[Work task] Return each line of the records below in which the string "napi" turns up.

(Saved entries)
- - -

//! Write connection utilities — BEGIN IMMEDIATE transactions, prepare_cached.

use drift_core::errors::StorageError;
use rusqlite::Connection;

/// Execute a write operation inside a BEGIN IMMEDIATE transaction.
/// This acquires the write lock at transaction start, preventing SQLITE_BUSY.
pub fn with_immediate_transaction<F, T>(
    conn: &Connection,
    f: F,
) -> Result<T, StorageError>
where
    F: FnOnce(&rusqlite::Transaction<'_>) -> Result<T, StorageError>,
{
    // Use unchecked_transaction with IMMEDIATE behavior.
    // We issue BEGIN IMMEDIATE directly, then wrap in Transaction for auto-rollback.
    conn.execute_batch("BEGIN IMMEDIATE")
        .map_err(|e| StorageError::SqliteError {
            message: format!("failed to begin immediate transaction: {e}"),
        })?;

    // SAFETY: we just started a transaction via BEGIN IMMEDIATE above,
    // so unchecked_transaction wraps the existing transaction without
    // issuing another BEGIN statement.
    let tx = conn
        .unchecked_transaction()
        .map_err(|e| StorageError::SqliteError {
            message: format!("failed to wrap transaction: {e}"),
        })?;

    let result = f(&tx)?;

    tx.commit().map_err(|e| StorageError::SqliteError {
        message: format!("failed to commit: {e}"),
    })?;

    Ok(result)
}
/// Query pattern statuses with optional status filter.
///
/// Returns pattern lifecycle data: discovered, approved (auto/user), or ignored.
#[napi]
pub fn drift_pattern_status(
    status_filter: Option<String>,
) -> napi::Result<JsPatternStatusResult> {
    let rt = runtime::get()?;

    let rows = rt.storage.with_reader(|conn| {
        drift_storage::queries::enforcement::query_all_pattern_statuses(
            conn,
            status_filter.as_deref(),
        )
    }).map_err(|e| napi::Error::from_reason(format!("[{}] {e}", error_codes::STORAGE_ERROR)))?;

    let counts_raw = rt.storage.with_reader(|conn| {
        drift_storage::queries::enforcement::count_patterns_by_status(conn)
    }).map_err(|e| napi::Error::from_reason(format!("[{}] {e}", error_codes::STORAGE_ERROR)))?;

    let mut counts = JsPatternStatusCounts {
        discovered: 0,
        approved: 0,
        ignored: 0,
    };
    for (status, count) in &counts_raw {
        match status.as_str() {
            "discovered" => counts.discovered = *count,
            "approved" => counts.approved = *count,
            "ignored" => counts.ignored = *count,
            _ => {}
        }
    }

    let total = rows.len() as u32;

    let patterns: Vec<JsPatternStatusEntry> = rows.into_iter().map(|r| JsPatternStatusEntry {
        pattern_id: r.pattern_id,
        status: r.status,
        approved_by: r.approved_by,
        approved_at: r.approved_at.map(|t| t as f64),
        confidence_at_approval: r.confidence_at_approval,
        reason: r.reason,
    }).collect();

    Ok(JsPatternStatusResult {
        patterns,
        total,
        counts,
    })
}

- - -

[Task output]
#[napi]
) -> napi::Result<JsPatternStatusResult> {
    }).map_err(|e| napi::Error::from_reason(format!("[{}] {e}", error_codes::STORAGE_ERROR)))?;
    }).map_err(|e| napi::Error::from_reason(format!("[{}] {e}", error_codes::STORAGE_ERROR)))?;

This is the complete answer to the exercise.